Historically, due process is not a concept that comes naturally to those at the top of the NFL pecking order. Since the 1960s when stars Paul Hornung and Alex Karras confessed their gambling sins to Pete Rozelle and were suspended from football, the normal chat between a commissioner and a player who had a hint of malfeasance was: "Confess and you might live to see the next sunrise."

These meetings, such as when Rodney Harrison admitted to Roger Goodell in 2007 that he had used HGH and was suspended for four games, are like a private audience with the Godfather, but not as friendly. So you might not want to plan on using Santana Moss at wide receiver in your fantasy football league this September.

On Tuesday, Canadian doctor Anthony Galea, the fellow who did the blood spinning for Tiger Woods's knee surgery rehab, was charged with smuggling and distributing human growth hormone. According to two sources familiar with the investigation, Moss was among the athletes treated by Galea. More worrisome, a source has told The Post that Moss was the player whom Galea's medical assistant, Mary Anne Catalano, was on her way to meet in Washington when she was arrested at the U.S.-Canada border last September with HGH, syringes and other medical equipment in her vehicle.

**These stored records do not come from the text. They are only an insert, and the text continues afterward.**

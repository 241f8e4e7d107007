//! Ring-layout particle field driven by analyser frequency bytes.
//!
//! Particles sit on concentric rings in the XZ plane. Particle `i` belongs to
//! ring `ceil(i / PARTICLES_PER_RING)`, so particle 0 alone forms ring 0 at the
//! centre. Each ring listens to the frequency bin with the same index and is
//! lifted by that bin's magnitude.

use crate::constants::{
    BASE_POINT_SIZE, FIELD_BASE_Y, FIELD_RADIUS, PARTICLES_PER_RING, PARTICLE_COUNT,
    RING_SPACING, SPECTRUM_DIVISOR,
};
use glam::Vec3;

/// One point as uploaded to the GPU instance buffer.
#[repr(C)]
#[derive(Copy, Clone, Debug, Default, PartialEq, bytemuck::Pod, bytemuck::Zeroable)]
pub struct ParticleInstance {
    pub position: [f32; 3],
    pub size: f32,
}

#[inline]
pub fn ring_of(index: usize) -> usize {
    index.div_ceil(PARTICLES_PER_RING)
}

#[inline]
pub fn ring_distance(ring: usize) -> f32 {
    ring as f32 * RING_SPACING * FIELD_RADIUS
}

#[inline]
pub fn particle_angle(index: usize) -> f32 {
    index as f32 / PARTICLES_PER_RING as f32 * std::f32::consts::TAU
}

/// Point size falls linearly from `BASE_POINT_SIZE` at the centre to zero at `FIELD_RADIUS`.
#[inline]
pub fn size_at(distance: f32) -> f32 {
    BASE_POINT_SIZE * (1.0 - distance / FIELD_RADIUS)
}

/// Lift for a ring given the current spectrum; bins past the end read as silence.
#[inline]
pub fn lift_for(spectrum: &[u8], ring: usize) -> f32 {
    spectrum.get(ring).copied().unwrap_or(0) as f32 / SPECTRUM_DIVISOR
}

pub struct ParticleField {
    instances: Vec<ParticleInstance>,
}

impl Default for ParticleField {
    fn default() -> Self {
        Self::new()
    }
}

impl ParticleField {
    pub fn new() -> Self {
        let mut field = Self {
            instances: vec![ParticleInstance::default(); PARTICLE_COUNT],
        };
        field.apply_spectrum(&[]);
        field
    }

    /// Recompute every particle in place from `spectrum`.
    pub fn apply_spectrum(&mut self, spectrum: &[u8]) {
        for (i, p) in self.instances.iter_mut().enumerate() {
            let ring = ring_of(i);
            let angle = particle_angle(i);
            let distance = ring_distance(ring);
            p.position = [
                angle.cos() * distance,
                FIELD_BASE_Y + lift_for(spectrum, ring),
                angle.sin() * distance,
            ];
            p.size = size_at(distance);
        }
    }

    pub fn len(&self) -> usize {
        self.instances.len()
    }

    pub fn is_empty(&self) -> bool {
        self.instances.is_empty()
    }

    pub fn instances(&self) -> &[ParticleInstance] {
        &self.instances
    }

    pub fn position(&self, index: usize) -> Option<Vec3> {
        self.instances.get(index).map(|p| Vec3::from_array(p.position))
    }

    pub fn size(&self, index: usize) -> Option<f32> {
        self.instances.get(index).map(|p| p.size)
    }

    /// Number of rings, including the single-particle centre ring.
    pub fn ring_count(&self) -> usize {
        self.instances.len().checked_sub(1).map(ring_of).unwrap_or(0) + 1
    }
}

I give Moss the benefit of the doubt and then some -- because I suspect that the NFL will give him precious little.

Pro football picks and chooses its spots to seek the moral high road. But it desperately wants to convey the impression it is tough on performance-enhancing drugs. It's as if to say, "Please don't get suspicious, just because every decade more players look like they could bench-press your house."

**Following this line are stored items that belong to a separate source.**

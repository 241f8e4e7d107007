/// What one animation-frame callback should do.
#[derive(Clone, Copy, Debug, Default, PartialEq, Eq)]
pub struct FramePlan {
    /// Request another animation frame.
    pub reschedule: bool,
    /// Pull analyser data and recompute the particle buffer.
    pub refresh: bool,
    /// Issue the draw call.
    pub draw: bool,
}

/// Decide a frame from the app's pause flag and the element's own state.
///
/// `element_paused` is `None` while no audio element exists. Only an element
/// that reports itself playing moves the particles; an unpaused app still
/// draws the static field while audio loads.
pub fn plan_frame(app_paused: bool, element_paused: Option<bool>) -> FramePlan {
    if app_paused {
        return FramePlan::default();
    }
    FramePlan {
        reschedule: true,
        refresh: element_paused == Some(false),
        draw: true,
    }
}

The NFL isn't like baseball, where, when a player gets in hot water, the union sends lawyers, guns and money. Before a baseball commissioner can lock his eyes on a possible miscreant, the union has prepared enough paperwork to fill a Brinks truck.

With its tabby-cat union, the NFL has no such problems. The league just calls every badge in the book and asks, "What have you got on this guy?" Then, if it's bad enough, the commissioner calls you in and says: "We know everything. Give up."

The NFL's track record is that if it thinks any discipline is necessary, it will probably happen fairly fast. The NFL public relations motto should be: Turn today's bad news into tomorrow's old news.

At this point, federal prosecutors reportedly do not intend to file criminal charges against athletes with connections to Galea. So, comparatively speaking, Moss has little to worry about -- perhaps a four-game suspension like Harrison's, at worst.

However, if it turns out that Moss received HGH from Galea -- still a big "if" -- we will not need to have a lengthy ethical debate about whether or not that makes him a cheater.

It does.

Moss has had the misfortune to become part of the pharmacology and ethics debate on the same day Floyd Landis, whom I believe rides a bike, has accused various other spectacularly conditioned (but really skinny) cyclists of using PEDs. The day I express an opinion on cycling, please throw me out a window. However, I do know cheating when I see it.